▶ **YOUR ASSIGNMENT**:
Please restate each entry exactly, without skipping any.

Stored entries

___

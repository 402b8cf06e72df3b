//! Configuration resolver.
//!
//! Reads matching configurations from a declarative source, keeps the active
//! ones and checks that every match field is readable. The resolved list is
//! held in an [`ArcSwap`] so readers never block a reload.

use arc_swap::ArcSwap;
use serde::{Deserialize, Serialize};
use std::collections::{BTreeMap, BTreeSet};
use std::path::{Path, PathBuf};
use std::sync::Arc;
use tracing::{debug, info};

use crate::error::{EngineError, EngineResult};
use crate::types::{MasterStrategy, MatchConfiguration};

/// Configuration record in its external shape. `matchFields` and
/// `requiredFields` are comma-separated.
#[derive(Debug, Clone, PartialEq, Serialize, Deserialize)]
#[serde(rename_all = "camelCase")]
pub struct ConfigurationRecord {
    #[serde(default)]
    pub id: Option<String>,
    pub label: String,
    pub developer_name: String,
    pub object_type: String,
    pub match_fields: String,
    #[serde(default)]
    pub required_fields: Option<String>,
    #[serde(default)]
    pub field_labels: BTreeMap<String, String>,
    #[serde(default)]
    pub master_strategy: Option<String>,
    #[serde(default)]
    pub batch_size: Option<u32>,
    #[serde(default = "default_active")]
    pub active: bool,
}

fn default_active() -> bool {
    true
}

/// Split a comma-separated field list, trimming and dropping duplicates while
/// keeping first-seen order.
pub fn parse_field_list(raw: &str) -> Vec<String> {
    let mut seen = BTreeSet::new();
    raw.split(',')
        .map(str::trim)
        .filter(|f| !f.is_empty())
        .filter(|f| seen.insert(f.to_string()))
        .map(String::from)
        .collect()
}

impl ConfigurationRecord {
    /// Convert to a [`MatchConfiguration`], applying the default batch size.
    pub fn into_configuration(self, default_batch_size: u32) -> EngineResult<MatchConfiguration> {
        let match_fields = parse_field_list(&self.match_fields);
        if match_fields.is_empty() {
            return Err(EngineError::configuration(format!(
                "Configuration {} has no match fields",
                self.developer_name
            )));
        }
        let master_strategy = match self.master_strategy.as_deref() {
            Some(raw) if !raw.trim().is_empty() => raw.parse()?,
            _ => MasterStrategy::default(),
        };
        Ok(MatchConfiguration {
            id: self.id.unwrap_or_else(|| self.developer_name.clone()),
            label: self.label,
            developer_name: self.developer_name,
            object_type: self.object_type,
            match_fields,
            required_fields: self
                .required_fields
                .as_deref()
                .map(parse_field_list)
                .unwrap_or_default(),
            field_labels: self.field_labels,
            master_strategy,
            batch_size: self.batch_size.unwrap_or(default_batch_size),
            active: self.active,
        })
    }
}

/// Source of configuration records.
pub trait ConfigurationSource: Send + Sync {
    fn load(&self) -> EngineResult<Vec<ConfigurationRecord>>;
}

#[derive(Debug, Deserialize)]
struct ConfigurationDocument {
    #[serde(default)]
    configurations: Vec<ConfigurationRecord>,
}

/// Reads a YAML document with a top-level `configurations:` list.
#[derive(Debug, Clone)]
pub struct YamlConfigurationSource {
    path: PathBuf,
}

impl YamlConfigurationSource {
    pub fn new(path: impl Into<PathBuf>) -> Self {
        Self { path: path.into() }
    }

    pub fn path(&self) -> &Path {
        &self.path
    }
}

impl ConfigurationSource for YamlConfigurationSource {
    fn load(&self) -> EngineResult<Vec<ConfigurationRecord>> {
        let content = std::fs::read_to_string(&self.path).map_err(|e| {
            EngineError::configuration(format!(
                "Matching configurations unavailable at {}",
                self.path.display()
            ))
            .with_details(e.to_string())
        })?;
        let document: Option<ConfigurationDocument> =
            serde_yaml::from_str(&content).map_err(|e| {
                EngineError::configuration("Matching configurations could not be parsed")
                    .with_details(e.to_string())
            })?;
        Ok(document.map(|d| d.configurations).unwrap_or_default())
    }
}

/// Fixed in-memory records.
#[derive(Debug, Clone, Default)]
pub struct StaticConfigurationSource {
    records: Vec<ConfigurationRecord>,
}

impl StaticConfigurationSource {
    pub fn new(records: Vec<ConfigurationRecord>) -> Self {
        Self { records }
    }
}

impl ConfigurationSource for StaticConfigurationSource {
    fn load(&self) -> EngineResult<Vec<ConfigurationRecord>> {
        Ok(self.records.clone())
    }
}

/// Field-level read permission check.
pub trait FieldPermissions: Send + Sync {
    fn can_read(&self, object_type: &str, field: &str) -> bool;
}

#[derive(Debug, Clone, Copy, Default)]
pub struct AllowAll;

impl FieldPermissions for AllowAll {
    fn can_read(&self, _object_type: &str, _field: &str) -> bool {
        true
    }
}

/// Denies specific `(object type, field)` pairs.
#[derive(Debug, Clone, Default)]
pub struct DenyList {
    denied: BTreeSet<(String, String)>,
}

impl DenyList {
    pub fn new() -> Self {
        Self::default()
    }

    pub fn deny(mut self, object_type: impl Into<String>, field: impl Into<String>) -> Self {
        self.denied.insert((object_type.into(), field.into()));
        self
    }
}

impl FieldPermissions for DenyList {
    fn can_read(&self, object_type: &str, field: &str) -> bool {
        !self
            .denied
            .contains(&(object_type.to_string(), field.to_string()))
    }
}

/// Resolves and caches the active matching configurations.
pub struct ConfigurationResolver {
    source: Box<dyn ConfigurationSource>,
    permissions: Box<dyn FieldPermissions>,
    default_batch_size: u32,
    resolved: ArcSwap<Vec<MatchConfiguration>>,
}

impl ConfigurationResolver {
    pub fn new(source: impl ConfigurationSource + 'static) -> Self {
        Self {
            source: Box::new(source),
            permissions: Box::new(AllowAll),
            default_batch_size: 200,
            resolved: ArcSwap::from_pointee(Vec::new()),
        }
    }

    pub fn with_permissions(mut self, permissions: impl FieldPermissions + 'static) -> Self {
        self.permissions = Box::new(permissions);
        self
    }

    pub fn with_default_batch_size(mut self, batch_size: u32) -> Self {
        self.default_batch_size = batch_size;
        self
    }

    /// Active configurations ordered by label, then developer name.
    ///
    /// Fails with a configuration error if the source is unavailable and with
    /// an access error if any match field of an active configuration is not
    /// readable.
    pub fn list_active_configurations(&self) -> EngineResult<Vec<MatchConfiguration>> {
        let records = self.source.load()?;
        let mut active = Vec::new();
        for record in records.into_iter().filter(|r| r.active) {
            let config = record.into_configuration(self.default_batch_size)?;
            let denied: Vec<String> = config
                .match_fields
                .iter()
                .filter(|f| !self.permissions.can_read(&config.object_type, f))
                .cloned()
                .collect();
            if !denied.is_empty() {
                return Err(EngineError::access(format!(
                    "No read access to {} fields: {}",
                    config.object_type,
                    denied.join(", ")
                ))
                .with_fields(denied));
            }
            active.push(config);
        }
        active.sort_by(|a, b| {
            a.label
                .cmp(&b.label)
                .then_with(|| a.developer_name.cmp(&b.developer_name))
        });

        info!("Resolved {} active matching configurations", active.len());
        self.resolved.store(Arc::new(active.clone()));
        Ok(active)
    }

    /// Last successfully resolved list, without touching the source.
    pub fn cached(&self) -> Arc<Vec<MatchConfiguration>> {
        self.resolved.load_full()
    }

    /// A single active configuration by id.
    pub fn find(&self, id: &str) -> EngineResult<MatchConfiguration> {
        if let Some(config) = self.resolved.load().iter().find(|c| c.id == id) {
            return Ok(config.clone());
        }
        debug!(config_id = %id, "Configuration not cached, reloading");
        self.list_active_configurations()?
            .into_iter()
            .find(|c| c.id == id)
            .ok_or_else(|| {
                EngineError::configuration(format!("No active matching configuration {}", id))
            })
    }
}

___

▶ **ANSWER FOR THIS EXERCISE**:
repository 402b8cf06e72df3b
//! Configuration resolver.
//!
//! Reads matching configurations from a declarative source, keeps the active
//! ones and checks that every match field is readable. The resolved list is
//! held in an [`ArcSwap`] so readers never block a reload.

use arc_swap::ArcSwap;
use serde::{Deserialize, Serialize};
use std::collections::{BTreeMap, BTreeSet};
use std::path::{Path, PathBuf};
use std::sync::Arc;
use tracing::{debug, info};

use crate::error::{EngineError, EngineResult};
use crate::types::{MasterStrategy, MatchConfiguration};

/// Configuration record in its external shape. `matchFields` and
/// `requiredFields` are comma-separated.
#[derive(Debug, Clone, PartialEq, Serialize, Deserialize)]
#[serde(rename_all = "camelCase")]
pub struct ConfigurationRecord {
    #[serde(default)]
    pub id: Option<String>,
    pub label: String,
    pub developer_name: String,
    pub object_type: String,
    pub match_fields: String,
    #[serde(default)]
    pub required_fields: Option<String>,
    #[serde(default)]
    pub field_labels: BTreeMap<String, String>,
    #[serde(default)]
    pub master_strategy: Option<String>,
    #[serde(default)]
    pub batch_size: Option<u32>,
    #[serde(default = "default_active")]
    pub active: bool,
}

fn default_active() -> bool {
    true
}

/// Split a comma-separated field list, trimming and dropping duplicates while
/// keeping first-seen order.
pub fn parse_field_list(raw: &str) -> Vec<String> {
    let mut seen = BTreeSet::new();
    raw.split(',')
        .map(str::trim)
        .filter(|f| !f.is_empty())
        .filter(|f| seen.insert(f.to_string()))
        .map(String::from)
        .collect()
}

impl ConfigurationRecord {
    /// Convert to a [`MatchConfiguration`], applying the default batch size.
    pub fn into_configuration(self, default_batch_size: u32) -> EngineResult<MatchConfiguration> {
        let match_fields = parse_field_list(&self.match_fields);
        if match_fields.is_empty() {
            return Err(EngineError::configuration(format!(
                "Configuration {} has no match fields",
                self.developer_name
            )));
        }
        let master_strategy = match self.master_strategy.as_deref() {
            Some(raw) if !raw.trim().is_empty() => raw.parse()?,
            _ => MasterStrategy::default(),
        };
        Ok(MatchConfiguration {
            id: self.id.unwrap_or_else(|| self.developer_name.clone()),
            label: self.label,
            developer_name: self.developer_name,
            object_type: self.object_type,
            match_fields,
            required_fields: self
                .required_fields
                .as_deref()
                .map(parse_field_list)
                .unwrap_or_default(),
            field_labels: self.field_labels,
            master_strategy,
            batch_size: self.batch_size.unwrap_or(default_batch_size),
            active: self.active,
        })
    }
}

/// Source of configuration records.
pub trait ConfigurationSource: Send + Sync {
    fn load(&self) -> EngineResult<Vec<ConfigurationRecord>>;
}

#[derive(Debug, Deserialize)]
struct ConfigurationDocument {
    #[serde(default)]
    configurations: Vec<ConfigurationRecord>,
}

/// Reads a YAML document with a top-level `configurations:` list.
#[derive(Debug, Clone)]
pub struct YamlConfigurationSource {
    path: PathBuf,
}

impl YamlConfigurationSource {
    pub fn new(path: impl Into<PathBuf>) -> Self {
        Self { path: path.into() }
    }

    pub fn path(&self) -> &Path {
        &self.path
    }
}

impl ConfigurationSource for YamlConfigurationSource {
    fn load(&self) -> EngineResult<Vec<ConfigurationRecord>> {
        let content = std::fs::read_to_string(&self.path).map_err(|e| {
            EngineError::configuration(format!(
                "Matching configurations unavailable at {}",
                self.path.display()
            ))
            .with_details(e.to_string())
        })?;
        let document: Option<ConfigurationDocument> =
            serde_yaml::from_str(&content).map_err(|e| {
                EngineError::configuration("Matching configurations could not be parsed")
                    .with_details(e.to_string())
            })?;
        Ok(document.map(|d| d.configurations).unwrap_or_default())
    }
}

/// Fixed in-memory records.
#[derive(Debug, Clone, Default)]
pub struct StaticConfigurationSource {
    records: Vec<ConfigurationRecord>,
}

impl StaticConfigurationSource {
    pub fn new(records: Vec<ConfigurationRecord>) -> Self {
        Self { records }
    }
}

impl ConfigurationSource for StaticConfigurationSource {
    fn load(&self) -> EngineResult<Vec<ConfigurationRecord>> {
        Ok(self.records.clone())
    }
}

/// Field-level read permission check.
pub trait FieldPermissions: Send + Sync {
    fn can_read(&self, object_type: &str, field: &str) -> bool;
}

#[derive(Debug, Clone, Copy, Default)]
pub struct AllowAll;

impl FieldPermissions for AllowAll {
    fn can_read(&self, _object_type: &str, _field: &str) -> bool {
        true
    }
}

/// Denies specific `(object type, field)` pairs.
#[derive(Debug, Clone, Default)]
pub struct DenyList {
    denied: BTreeSet<(String, String)>,
}

impl DenyList {
    pub fn new() -> Self {
        Self::default()
    }

    pub fn deny(mut self, object_type: impl Into<String>, field: impl Into<String>) -> Self {
        self.denied.insert((object_type.into(), field.into()));
        self
    }
}

impl FieldPermissions for DenyList {
    fn can_read(&self, object_type: &str, field: &str) -> bool {
        !self
            .denied
            .contains(&(object_type.to_string(), field.to_string()))
    }
}

/// Resolves and caches the active matching configurations.
pub struct ConfigurationResolver {
    source: Box<dyn ConfigurationSource>,
    permissions: Box<dyn FieldPermissions>,
    default_batch_size: u32,
    resolved: ArcSwap<Vec<MatchConfiguration>>,
}

impl ConfigurationResolver {
    pub fn new(source: impl ConfigurationSource + 'static) -> Self {
        Self {
            source: Box::new(source),
            permissions: Box::new(AllowAll),
            default_batch_size: 200,
            resolved: ArcSwap::from_pointee(Vec::new()),
        }
    }

    pub fn with_permissions(mut self, permissions: impl FieldPermissions + 'static) -> Self {
        self.permissions = Box::new(permissions);
        self
    }

    pub fn with_default_batch_size(mut self, batch_size: u32) -> Self {
        self.default_batch_size = batch_size;
        self
    }

    /// Active configurations ordered by label, then developer name.
    ///
    /// Fails with a configuration error if the source is unavailable and with
    /// an access error if any match field of an active configuration is not
    /// readable.
    pub fn list_active_configurations(&self) -> EngineResult<Vec<MatchConfiguration>> {
        let records = self.source.load()?;
        let mut active = Vec::new();
        for record in records.into_iter().filter(|r| r.active) {
            let config = record.into_configuration(self.default_batch_size)?;
            let denied: Vec<String> = config
                .match_fields
                .iter()
                .filter(|f| !self.permissions.can_read(&config.object_type, f))
                .cloned()
                .collect();
            if !denied.is_empty() {
                return Err(EngineError::access(format!(
                    "No read access to {} fields: {}",
                    config.object_type,
                    denied.join(", ")
                ))
                .with_fields(denied));
            }
            active.push(config);
        }
        active.sort_by(|a, b| {
            a.label
                .cmp(&b.label)
                .then_with(|| a.developer_name.cmp(&b.developer_name))
        });

        info!("Resolved {} active matching configurations", active.len());
        self.resolved.store(Arc::new(active.clone()));
        Ok(active)
    }

    /// Last successfully resolved list, without touching the source.
    pub fn cached(&self) -> Arc<Vec<MatchConfiguration>> {
        self.resolved.load_full()
    }

    /// A single active configuration by id.
    pub fn find(&self, id: &str) -> EngineResult<MatchConfiguration> {
        if let Some(config) = self.resolved.load().iter().find(|c| c.id == id) {
            return Ok(config.clone());
        }
        debug!(config_id = %id, "Configuration not cached, reloading");
        self.list_active_configurations()?
            .into_iter()
            .find(|c| c.id == id)
            .ok_or_else(|| {
                EngineError::configuration(format!("No active matching configuration {}", id))
            })
    }
}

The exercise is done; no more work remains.